New Website Sets the Record Straight: There is No Such Thing as 120mm Film

If you go to Instagram and search #120mm or #120mmfilm right now, and you will find over 740,000 posts by budding and experienced film photographers alike. There’s only one problem: there is no such thing as 120mm film. And a new movement/website is doing its best to set the record straight.

This gauntlet has been taken up by our friend Bellamy Hunt at Japan Camera Hunter, fellow sticklers at Emulsive, and, at the center of the battle for truth-in-film-photography, the website 120not120mm.com.

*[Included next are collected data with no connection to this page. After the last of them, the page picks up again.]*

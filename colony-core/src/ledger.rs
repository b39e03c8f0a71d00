use std::collections::{BTreeMap, BTreeSet};
use std::fmt;

use serde::{Deserialize, Serialize};
use tsify_next::Tsify;

use crate::config::StartingLedger;
use crate::types::{ColonyStatus, StructureKind, UpgradeId};

/// Oxygen each colonist breathes per sol.
pub const OXYGEN_PER_COLONIST: f64 = 2.0;

// ============================================================================
// ResourceLedger - The full mutable state of one colony
// ============================================================================

/// Owned by exactly one session. Mutated only by the controller and the
/// turn engine; replaced wholesale on restart.
#[derive(Debug, Clone, PartialEq, Serialize, Deserialize, Tsify)]
#[tsify(into_wasm_abi)]
pub struct ResourceLedger {
    pub day: u32,
    pub cash: f64,
    pub oxygen: f64,
    pub energy: f64,
    pub population: u32,
    pub engineers: u32,
    pub scientists: u32,
    pub structures: BTreeMap<StructureKind, u32>,
    pub unlocked: BTreeSet<UpgradeId>,
    pub land_capacity: u32,
    pub market_price: f64,
    pub event_log: Vec<String>,
    pub status: ColonyStatus,
}

impl ResourceLedger {
    pub fn new(start: &StartingLedger) -> Self {
        let mut structures: BTreeMap<StructureKind, u32> =
            StructureKind::all().map(|k| (k, 0)).collect();
        structures.extend(start.structures.iter().map(|(k, n)| (*k, *n)));

        let engineers = start.engineers.min(start.population);
        let mut ledger = Self {
            day: start.day,
            cash: start.cash,
            oxygen: start.oxygen,
            energy: start.energy,
            population: start.population,
            engineers,
            scientists: start.population - engineers,
            structures,
            unlocked: start.unlocked.clone(),
            land_capacity: start.land_capacity,
            market_price: start.market_price,
            event_log: Vec::new(),
            status: ColonyStatus::Active,
        };
        ledger.log(start.day, &start.opening_log);
        if ledger.population == 0 {
            ledger.status = ColonyStatus::Lost;
        }
        ledger
    }

    pub fn count(&self, kind: StructureKind) -> u32 {
        self.structures.get(&kind).copied().unwrap_or(0)
    }

    /// Saturates at `u32::MAX`, which no valid land capacity exceeds.
    pub fn total_structures(&self) -> u32 {
        self.structures
            .values()
            .fold(0u32, |total, n| total.saturating_add(*n))
    }

    pub fn is_active(&self) -> bool {
        self.status == ColonyStatus::Active
    }

    /// Reassign the workforce. Clamped to the current population.
    pub fn assign_engineers(&mut self, engineers: u32) {
        self.engineers = engineers.min(self.population);
        self.scientists = self.population - self.engineers;
    }

    /// Remove up to `count` colonists, keeping the engineer assignment where
    /// possible. Returns how many were actually removed.
    pub fn remove_colonists(&mut self, count: u32) -> u32 {
        let removed = count.min(self.population);
        self.population -= removed;
        self.assign_engineers(self.engineers);
        removed
    }

    /// Append a `Sol {day}: {message}` line.
    pub fn log(&mut self, day: u32, message: impl fmt::Display) {
        self.event_log.push(format!("Sol {day}: {message}"));
    }

    /// The entry surfaced live by the ticker.
    pub fn last_event(&self) -> Option<&str> {
        self.event_log.last().map(String::as_str)
    }

    /// Oxygen remaining after one sol of breathing with no production.
    pub fn oxygen_delta(&self) -> f64 {
        self.oxygen - f64::from(self.population) * OXYGEN_PER_COLONIST
    }
}

#[cfg(test)]
mod tests {
    use super::*;
    use crate::config::ColonyConfig;

    fn fresh() -> ResourceLedger {
        ResourceLedger::new(&ColonyConfig::builtin().start)
    }

    #[test]
    fn new_ledger_is_seeded_from_start() {
        let ledger = fresh();
        assert_eq!(ledger.day, 1);
        assert_eq!(ledger.population, 10);
        assert_eq!(ledger.engineers + ledger.scientists, ledger.population);
        assert_eq!(ledger.count(StructureKind::SolarArray), 2);
        assert_eq!(ledger.total_structures(), 5);
        assert!(ledger.is_active());
        assert_eq!(
            ledger.last_event(),
            Some("Sol 1: Colony Established. Systems Nominal.")
        );
    }

    #[test]
    fn assign_engineers_clamps_to_population() {
        let mut ledger = fresh();
        ledger.assign_engineers(25);
        assert_eq!(ledger.engineers, 10);
        assert_eq!(ledger.scientists, 0);

        ledger.assign_engineers(0);
        assert_eq!(ledger.engineers, 0);
        assert_eq!(ledger.scientists, 10);
    }

    #[test]
    fn removing_colonists_keeps_split_consistent() {
        let mut ledger = fresh();
        ledger.assign_engineers(9);
        assert_eq!(ledger.remove_colonists(3), 3);
        assert_eq!(ledger.population, 7);
        assert_eq!(ledger.engineers, 7);
        assert_eq!(ledger.scientists, 0);

        assert_eq!(ledger.remove_colonists(10), 7);
        assert_eq!(ledger.population, 0);
        assert_eq!(ledger.engineers + ledger.scientists, 0);
    }

    #[test]
    fn total_structures_saturates() {
        let mut ledger = fresh();
        ledger.structures.insert(StructureKind::SolarArray, u32::MAX);
        assert_eq!(ledger.total_structures(), u32::MAX);
    }

    #[test]
    fn oxygen_delta_counts_breathing() {
        let ledger = fresh();
        assert_eq!(ledger.oxygen_delta(), 800.0 - 20.0);
    }
}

As all three of these sources point out, somewhere along the line, someone (and this includes some major online retailers) decided that 120 film could be called 120mm since 135 film also happens to be 35mm wide. The thing is, 120 is not 120mm wide, it’s 61mm wide (thanks Bellamy) and it wasn’t named for its size in any way shape or form.

120 film is so named because it was the 20th daylight-loading roll film on flanged spools that Kodak produced. It’s a numbering standard that began with 101 and continued on until we reached 120, which “survived the test of time and is the only medium format film still being produced today.”

As the 120not120mm website explains, all of the roll film format designations we use today were created by Kodak. Over time, Kodak’s designations became the standards we know: 110, 135 (or 35mm), 120 and so on.

“It’s those standards which help ensure any interested party can use a set of predefined, universally understood specifications to produce a photographic film and/or cameras that use it,” reads the website. “They are also the reason why you can use – for example – 35mm film made in the USA today in 35mm film cameras made a century ago in Europe.”

Unfortunately, not everyone knows this: hence the prevelence of 120mm, 120mmfilm, 120mmfilmphotography and others as broadly used hashtags.

If you want to be part of the solution, the 120not120mm website gives you a few options. You can spread the word; you can use the hashtag #120not120mm on social media; you can point people to the 120not120mm website; and, last resort, you can gently nudge “serial offenders” towards the truth.

Don’t go harassing people, it’s an easy mistake to make, but as film photography sees a much-deserved renaissance and more newbies begin shooting 120 film, let’s not turn 120mm into the next “literally.”